» **Instructions for the task**: Within the records below, find each line with the word "NaiveDate" and copy it out.

» **Excerpts from a dataset**:
====
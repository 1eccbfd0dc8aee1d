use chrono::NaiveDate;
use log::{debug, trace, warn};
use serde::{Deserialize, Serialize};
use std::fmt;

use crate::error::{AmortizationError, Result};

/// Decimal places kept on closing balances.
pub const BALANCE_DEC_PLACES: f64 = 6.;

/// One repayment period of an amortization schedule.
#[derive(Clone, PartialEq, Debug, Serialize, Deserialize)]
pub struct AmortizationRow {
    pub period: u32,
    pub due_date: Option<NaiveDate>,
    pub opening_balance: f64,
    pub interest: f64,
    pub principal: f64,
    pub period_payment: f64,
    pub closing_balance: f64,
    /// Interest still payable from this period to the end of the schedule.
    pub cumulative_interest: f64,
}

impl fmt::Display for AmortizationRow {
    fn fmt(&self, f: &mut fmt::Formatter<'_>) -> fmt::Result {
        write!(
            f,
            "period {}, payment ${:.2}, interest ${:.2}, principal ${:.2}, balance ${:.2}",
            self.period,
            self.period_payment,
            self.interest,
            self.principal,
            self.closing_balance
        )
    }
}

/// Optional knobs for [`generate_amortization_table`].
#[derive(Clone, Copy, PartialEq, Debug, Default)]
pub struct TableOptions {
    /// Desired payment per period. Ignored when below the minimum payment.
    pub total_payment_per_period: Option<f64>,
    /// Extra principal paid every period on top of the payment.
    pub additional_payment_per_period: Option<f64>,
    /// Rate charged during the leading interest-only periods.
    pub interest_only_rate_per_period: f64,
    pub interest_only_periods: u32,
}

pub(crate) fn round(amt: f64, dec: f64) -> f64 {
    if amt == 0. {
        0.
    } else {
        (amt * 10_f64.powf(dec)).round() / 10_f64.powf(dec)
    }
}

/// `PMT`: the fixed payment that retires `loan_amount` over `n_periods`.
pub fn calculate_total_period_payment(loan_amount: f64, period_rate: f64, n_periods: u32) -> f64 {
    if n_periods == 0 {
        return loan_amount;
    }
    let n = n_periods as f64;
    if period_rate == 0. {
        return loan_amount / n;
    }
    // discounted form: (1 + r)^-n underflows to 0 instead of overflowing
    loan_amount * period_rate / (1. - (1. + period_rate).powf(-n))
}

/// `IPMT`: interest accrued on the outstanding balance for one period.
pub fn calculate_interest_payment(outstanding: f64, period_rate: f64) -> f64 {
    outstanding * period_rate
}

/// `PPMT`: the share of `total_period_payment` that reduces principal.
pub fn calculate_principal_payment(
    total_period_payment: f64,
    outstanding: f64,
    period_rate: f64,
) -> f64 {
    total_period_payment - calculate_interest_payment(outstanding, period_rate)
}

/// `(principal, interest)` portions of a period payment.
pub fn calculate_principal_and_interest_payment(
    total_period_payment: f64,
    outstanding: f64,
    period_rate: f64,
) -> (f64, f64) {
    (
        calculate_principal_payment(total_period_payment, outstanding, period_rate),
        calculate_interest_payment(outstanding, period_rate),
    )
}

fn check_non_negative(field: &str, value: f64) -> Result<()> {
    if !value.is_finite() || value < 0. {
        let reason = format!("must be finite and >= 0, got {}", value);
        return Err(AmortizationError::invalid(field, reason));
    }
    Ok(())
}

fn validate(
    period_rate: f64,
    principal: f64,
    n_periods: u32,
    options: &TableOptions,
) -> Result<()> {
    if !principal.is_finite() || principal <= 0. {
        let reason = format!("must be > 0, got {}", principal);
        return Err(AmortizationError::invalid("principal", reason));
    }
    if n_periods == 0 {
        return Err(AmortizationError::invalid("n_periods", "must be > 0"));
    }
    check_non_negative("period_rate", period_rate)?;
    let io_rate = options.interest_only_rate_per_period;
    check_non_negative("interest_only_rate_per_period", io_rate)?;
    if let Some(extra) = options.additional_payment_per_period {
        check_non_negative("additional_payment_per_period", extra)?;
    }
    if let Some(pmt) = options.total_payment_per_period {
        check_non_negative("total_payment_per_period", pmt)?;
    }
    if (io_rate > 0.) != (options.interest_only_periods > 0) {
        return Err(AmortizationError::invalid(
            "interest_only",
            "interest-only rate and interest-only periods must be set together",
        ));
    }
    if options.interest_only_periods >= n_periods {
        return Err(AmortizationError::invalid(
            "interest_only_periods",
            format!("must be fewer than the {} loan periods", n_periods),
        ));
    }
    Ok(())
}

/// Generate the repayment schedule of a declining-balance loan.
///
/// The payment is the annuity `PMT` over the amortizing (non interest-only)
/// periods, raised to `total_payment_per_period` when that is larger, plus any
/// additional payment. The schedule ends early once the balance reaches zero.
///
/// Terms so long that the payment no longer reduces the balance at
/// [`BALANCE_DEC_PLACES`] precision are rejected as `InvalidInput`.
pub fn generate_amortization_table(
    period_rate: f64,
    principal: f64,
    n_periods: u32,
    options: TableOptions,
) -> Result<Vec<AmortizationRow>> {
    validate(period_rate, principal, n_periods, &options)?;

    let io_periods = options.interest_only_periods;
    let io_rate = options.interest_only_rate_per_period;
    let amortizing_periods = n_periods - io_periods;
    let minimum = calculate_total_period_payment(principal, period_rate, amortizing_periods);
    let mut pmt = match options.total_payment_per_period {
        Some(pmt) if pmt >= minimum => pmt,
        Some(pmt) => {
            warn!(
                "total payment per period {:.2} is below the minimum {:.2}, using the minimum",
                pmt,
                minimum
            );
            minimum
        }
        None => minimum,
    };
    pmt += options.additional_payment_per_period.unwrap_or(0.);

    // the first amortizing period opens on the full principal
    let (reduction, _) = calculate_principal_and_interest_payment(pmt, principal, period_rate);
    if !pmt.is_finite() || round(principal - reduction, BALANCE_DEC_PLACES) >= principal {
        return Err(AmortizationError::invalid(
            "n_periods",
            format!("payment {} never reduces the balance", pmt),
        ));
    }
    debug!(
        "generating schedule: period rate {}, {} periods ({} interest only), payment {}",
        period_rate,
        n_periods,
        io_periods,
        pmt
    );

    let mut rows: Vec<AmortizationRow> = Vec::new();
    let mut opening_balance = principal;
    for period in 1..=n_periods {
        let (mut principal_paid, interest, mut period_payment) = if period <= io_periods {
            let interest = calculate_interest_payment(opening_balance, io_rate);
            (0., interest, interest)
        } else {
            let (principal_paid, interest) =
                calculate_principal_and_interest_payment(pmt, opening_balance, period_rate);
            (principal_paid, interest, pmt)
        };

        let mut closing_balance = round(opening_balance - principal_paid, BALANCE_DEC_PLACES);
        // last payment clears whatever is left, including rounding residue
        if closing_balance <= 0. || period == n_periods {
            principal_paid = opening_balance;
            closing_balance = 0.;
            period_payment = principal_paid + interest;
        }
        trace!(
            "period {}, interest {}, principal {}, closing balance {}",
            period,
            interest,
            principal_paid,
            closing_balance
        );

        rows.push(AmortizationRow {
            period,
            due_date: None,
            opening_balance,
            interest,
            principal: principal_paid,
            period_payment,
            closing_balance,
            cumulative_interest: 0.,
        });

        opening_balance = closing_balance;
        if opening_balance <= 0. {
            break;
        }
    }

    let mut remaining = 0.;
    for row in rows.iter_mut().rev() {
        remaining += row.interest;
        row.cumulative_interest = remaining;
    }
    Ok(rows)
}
====
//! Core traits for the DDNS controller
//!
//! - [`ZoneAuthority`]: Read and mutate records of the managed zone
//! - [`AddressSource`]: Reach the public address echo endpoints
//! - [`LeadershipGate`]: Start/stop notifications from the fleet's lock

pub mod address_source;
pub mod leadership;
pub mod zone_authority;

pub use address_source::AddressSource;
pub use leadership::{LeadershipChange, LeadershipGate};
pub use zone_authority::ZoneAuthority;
====
» **Written response**:
use chrono::NaiveDate;
    pub due_date: Option<NaiveDate>,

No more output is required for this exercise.